Exercise details ▸
Look for the word "prev" in the entries below, then copy every line that has it.

Recorded data ▸
◇ ◇ ◇
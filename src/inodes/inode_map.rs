//! Inode number to live inode lookup
//!
//! The map holds weak references only. Inodes are owned by their parent
//! directory (the root by the mount), so an entry goes stale once nothing
//! else keeps the inode alive.

use super::{FileInode, Inode, InodeNumber, TreeInode};
use dashmap::DashMap;
use std::sync::Weak;

#[derive(Clone)]
enum WeakInode {
    Directory(Weak<TreeInode>),
    File(Weak<FileInode>),
    Symlink(Weak<FileInode>),
}

impl WeakInode {
    fn upgrade(&self) -> Option<Inode> {
        match self {
            WeakInode::Directory(dir) => dir.upgrade().map(Inode::Directory),
            WeakInode::File(file) => file.upgrade().map(Inode::File),
            WeakInode::Symlink(link) => link.upgrade().map(Inode::Symlink),
        }
    }
}

impl From<&Inode> for WeakInode {
    fn from(inode: &Inode) -> Self {
        match inode {
            Inode::Directory(dir) => WeakInode::Directory(std::sync::Arc::downgrade(dir)),
            Inode::File(file) => WeakInode::File(std::sync::Arc::downgrade(file)),
            Inode::Symlink(link) => WeakInode::Symlink(std::sync::Arc::downgrade(link)),
        }
    }
}

#[derive(Default)]
pub struct InodeMap {
    inodes: DashMap<InodeNumber, WeakInode>,
}

impl InodeMap {
    pub fn new() -> Self {
        Self::default()
    }

    pub fn insert(&self, inode: &Inode) {
        self.inodes.insert(inode.ino(), WeakInode::from(inode));
    }

    /// Live inode for `ino`, if it is still loaded
    pub fn get(&self, ino: InodeNumber) -> Option<Inode> {
        let inode = self.inodes.get(&ino)?.upgrade();
        if inode.is_none() {
            self.inodes.remove_if(&ino, |_, weak| weak.upgrade().is_none());
        }
        inode
    }

    pub fn remove(&self, ino: InodeNumber) {
        self.inodes.remove(&ino);
    }

    /// Entries, including stale ones not yet pruned
    pub fn len(&self) -> usize {
        self.inodes.len()
    }

    pub fn is_empty(&self) -> bool {
        self.inodes.is_empty()
    }

    /// Inodes still alive
    pub fn loaded_count(&self) -> usize {
        self.inodes
            .iter()
            .filter(|entry| entry.value().upgrade().is_some())
            .count()
    }

    /// Drop stale entries. Returns how many were removed.
    pub fn prune(&self) -> usize {
        let before = self.inodes.len();
        self.inodes.retain(|_, weak| weak.upgrade().is_some());
        before.saturating_sub(self.inodes.len())
    }

    pub fn clear(&self) {
        self.inodes.clear();
    }
}
impl Journal {
    /// Open the journal stored at `path`
    pub fn open(path: &Path, max_deltas: usize) -> Result<Self> {
        let db = sled::open(path)?;
        Self::with_db(db, max_deltas)
    }

    /// Journal in a temporary database, removed on drop
    pub fn temporary(max_deltas: usize) -> Result<Self> {
        let db = sled::Config::new().temporary(true).open()?;
        Self::with_db(db, max_deltas)
    }

    fn with_db(db: sled::Db, max_deltas: usize) -> Result<Self> {
        let deltas = db.open_tree("deltas")?;
        let meta = db.open_tree("meta")?;

        let floor = meta
            .get(FLOOR_KEY)?
            .and_then(|v| key_sequence(&v))
            .unwrap_or(0);

        let mut first = None;
        let mut last = None;
        let mut corrupt = None;
        for item in deltas.iter().keys() {
            let key = item?;
            let Some(sequence) = key_sequence(&key) else {
                corrupt.get_or_insert_with(|| "malformed sequence key".to_string());
                continue;
            };
            if let Some(prev) = last {
                if sequence != prev + 1 && corrupt.is_none() {
                    corrupt = Some(format!(
                        "gap after sequence {}: next stored is {}",
                        prev, sequence
                    ));
                }
            }
            first.get_or_insert(sequence);
            last = Some(sequence);
        }

        let last_snapshot = match deltas.last()? {
            Some((_, value)) => match JournalDelta::decode(&value) {
                Ok(delta) => Some(delta.to),
                Err(e) => {
                    corrupt.get_or_insert_with(|| format!("undecodable last delta: {}", e));
                    None
                }
            },
            None => None,
        };

        let next_sequence = last.map(|s| s + 1).unwrap_or(floor).max(floor);
        let earliest = first.unwrap_or(next_sequence);

        if let Some(reason) = &corrupt {
            error!("Journal is corrupt ({}); repair required", reason);
        } else {
            info!(
                "Opened journal with {} deltas (next sequence {})",
                next_sequence - earliest,
                next_sequence
            );
        }

        let (latest, _) = watch::channel(next_sequence);
        Ok(Journal {
            db,
            deltas,
            meta,
            state: Mutex::new(JournalState {
                next_sequence,
                earliest,
                last_snapshot,
                corrupt,
            }),
            max_deltas,
            latest,
            subscribers: Arc::new(SubscriberRegistry::default()),
            #[cfg(test)]
            fail_next_append: std::sync::atomic::AtomicBool::new(false),
        })
    }

    /// Append a delta, returning its sequence number
    pub fn add_delta(
        &self,
        from: Option<Hash>,
        to: Hash,
        changed_paths: Vec<String>,
    ) -> Result<u64> {
        let mut state = self.state.lock();
        self.append_locked(&mut state, from, to, changed_paths)
    }

    /// Record a local mutation against `snapshot`
    pub fn record_change(&self, snapshot: Hash, changed_paths: Vec<String>) -> Result<u64> {
        self.add_delta(Some(snapshot), snapshot, changed_paths)
    }

    /// Append a transition to `snapshot` unless the journal already ends
    /// there. Returns the new sequence, if one was appended.
    pub fn ensure_snapshot(&self, snapshot: Hash) -> Result<Option<u64>> {
        let mut state = self.state.lock();
        if state.last_snapshot == Some(snapshot) {
            debug!("Journal already at snapshot {}", snapshot);
            return Ok(None);
        }
        let from = state.last_snapshot;
        self.append_locked(&mut state, from, snapshot, Vec::new())
            .map(Some)
    }

    fn append_locked(
        &self,
        state: &mut JournalState,
        from: Option<Hash>,
        to: Hash,
        changed_paths: Vec<String>,
    ) -> Result<u64> {
        if let Some(reason) = &state.corrupt {
            return Err(Error::JournalCorrupt(reason.clone()));
        }

        let sequence = state.next_sequence;
        let delta = JournalDelta {
            sequence,
            from,
            to,
            time: chrono::Utc::now(),
            changed_paths,
        };
        if let Err(e) = self.store_delta(&delta) {
            // The change happened but has no delta: history has a hole
            let reason = format!("delta {} could not be stored: {}", sequence, e);
            error!("Journal poisoned: {}", reason);
            state.corrupt = Some(reason);
            return Err(e);
        }

        state.next_sequence += 1;
        state.last_snapshot = Some(to);
        self.latest.send_replace(state.next_sequence);
        debug!("Journal delta {}: {:?}", sequence, delta.changed_paths);

        self.prune_locked(state);
        Ok(sequence)
    }

    fn store_delta(&self, delta: &JournalDelta) -> Result<()> {
        if self.take_injected_failure() {
            return Err(Error::Io(std::io::Error::new(
                std::io::ErrorKind::Other,
                "injected append failure",
            )));
        }
        self.deltas.insert(sequence_key(delta.sequence), delta.encode()?)?;
        Ok(())
    }

    /// Make the next append fail as if the database write failed
    #[cfg(test)]
    pub(crate) fn fail_next_append(&self) {
        self.fail_next_append.store(true, Ordering::SeqCst);
    }

    #[cfg(test)]
    fn take_injected_failure(&self) -> bool {
        self.fail_next_append.swap(false, Ordering::SeqCst)
    }

    #[cfg(not(test))]
    fn take_injected_failure(&self) -> bool {
        false
    }

    /// Retention pruning, in batches of a tenth of the limit
    fn prune_locked(&self, state: &mut JournalState) {
        if self.max_deltas == 0 {
            return;
        }
        let retained = state.next_sequence - state.earliest;
        let slack = (self.max_deltas / 10).max(1) as u64;
        if retained <= self.max_deltas as u64 + slack {
            return;
        }

        let target = state.next_sequence - self.max_deltas as u64;
        match self.truncate_locked(state, target) {
            Ok(0) => {}
            Ok(removed) => info!(
                "Pruned {} journal deltas, earliest is now {}",
                removed, state.earliest
            ),
            Err(e) => warn!("Journal pruning failed: {}", e),
        }
    }

    /// Drop deltas older than `sequence`. Never passes the cursor of a live
    /// subscriber. Returns the number of deltas removed.
    pub fn truncate_before(&self, sequence: u64) -> Result<usize> {
        let mut state = self.state.lock();
        self.truncate_locked(&mut state, sequence)
    }

    fn truncate_locked(&self, state: &mut JournalState, sequence: u64) -> Result<usize> {
        let mut target = sequence.min(state.next_sequence);
        if let Some(floor) = self.subscribers.floor() {
            target = target.min(floor);
        }
        if target <= state.earliest {
            return Ok(0);
        }

        let mut batch = sled::Batch::default();
        for seq in state.earliest..target {
            batch.remove(sequence_key(seq).to_vec());
        }
        self.deltas.apply_batch(batch)?;
        self.meta.insert(FLOOR_KEY, sequence_key(target).to_vec())?;

        let removed = (target - state.earliest) as usize;
        state.earliest = target;
        Ok(removed)
    }

    /// Lazy range of every retained delta with sequence >= `sequence`,
    /// ending at the last delta appended before this call
    pub fn get_deltas_since(&self, sequence: u64) -> Result<DeltaRange> {
        let state = self.state.lock();
        if let Some(reason) = &state.corrupt {
            return Err(Error::JournalCorrupt(reason.clone()));
        }
        if sequence < state.earliest {
            return Err(Error::JournalTruncated {
                requested: sequence,
                earliest: state.earliest,
            });
        }
        Ok(DeltaRange {
            deltas: self.deltas.clone(),
            start: sequence,
            next: sequence,
            end: state.next_sequence.max(sequence),
        })
    }

    /// Follow new deltas starting after the current end of the journal
    pub fn subscribe(&self) -> Subscription {
        let next = self.state.lock().next_sequence;
        self.subscribe_from(next)
    }

    /// Follow deltas starting at `sequence`. Retention pruning will not
    /// pass the subscription's cursor while it is alive.
    pub fn subscribe_from(&self, sequence: u64) -> Subscription {
        let id = self.subscribers.next_id.fetch_add(1, Ordering::SeqCst);
        let cursor = Arc::new(AtomicU64::new(sequence));
        self.subscribers.cursors.lock().insert(id, cursor.clone());
        Subscription {
            id,
            cursor,
            receiver: self.latest.subscribe(),
            registry: self.subscribers.clone(),
        }
    }

    /// Forget the damaged history and accept appends again. Sequence
    /// numbers keep counting from where they were.
    pub fn repair(&self) -> Result<()> {
        let mut state = self.state.lock();
        if state.corrupt.is_none() {
            return Ok(());
        }
        self.deltas.clear()?;
        self.meta
            .insert(FLOOR_KEY, sequence_key(state.next_sequence).to_vec())?;
        state.earliest = state.next_sequence;
        state.last_snapshot = None;
        state.corrupt = None;
        warn!(
            "Journal repaired; history discarded, next sequence {}",
            state.next_sequence
        );
        Ok(())
    }

    /// Number of retained deltas
    pub fn len(&self) -> u64 {
        let state = self.state.lock();
        state.next_sequence - state.earliest
    }

    pub fn is_empty(&self) -> bool {
        self.len() == 0
    }

    /// Sequence of the newest delta, if any is retained
    pub fn latest_sequence(&self) -> Option<u64> {
        let state = self.state.lock();
        (state.next_sequence > state.earliest).then(|| state.next_sequence - 1)
    }

    pub fn next_sequence(&self) -> u64 {
        self.state.lock().next_sequence
    }

    pub fn earliest_sequence(&self) -> u64 {
        self.state.lock().earliest
    }

    /// Snapshot the newest delta points at
    pub fn last_snapshot(&self) -> Option<Hash> {
        self.state.lock().last_snapshot
    }

    pub fn is_corrupt(&self) -> bool {
        self.state.lock().corrupt.is_some()
    }

    pub fn subscriber_count(&self) -> usize {
        self.subscribers.cursors.lock().len()
    }

    pub fn flush(&self) -> Result<()> {
        self.db.flush()?;
        Ok(())
    }
}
◇ ◇ ◇
Answer box ▸
            if let Some(prev) = last {
                if sequence != prev + 1 && corrupt.is_none() {
                        prev, sequence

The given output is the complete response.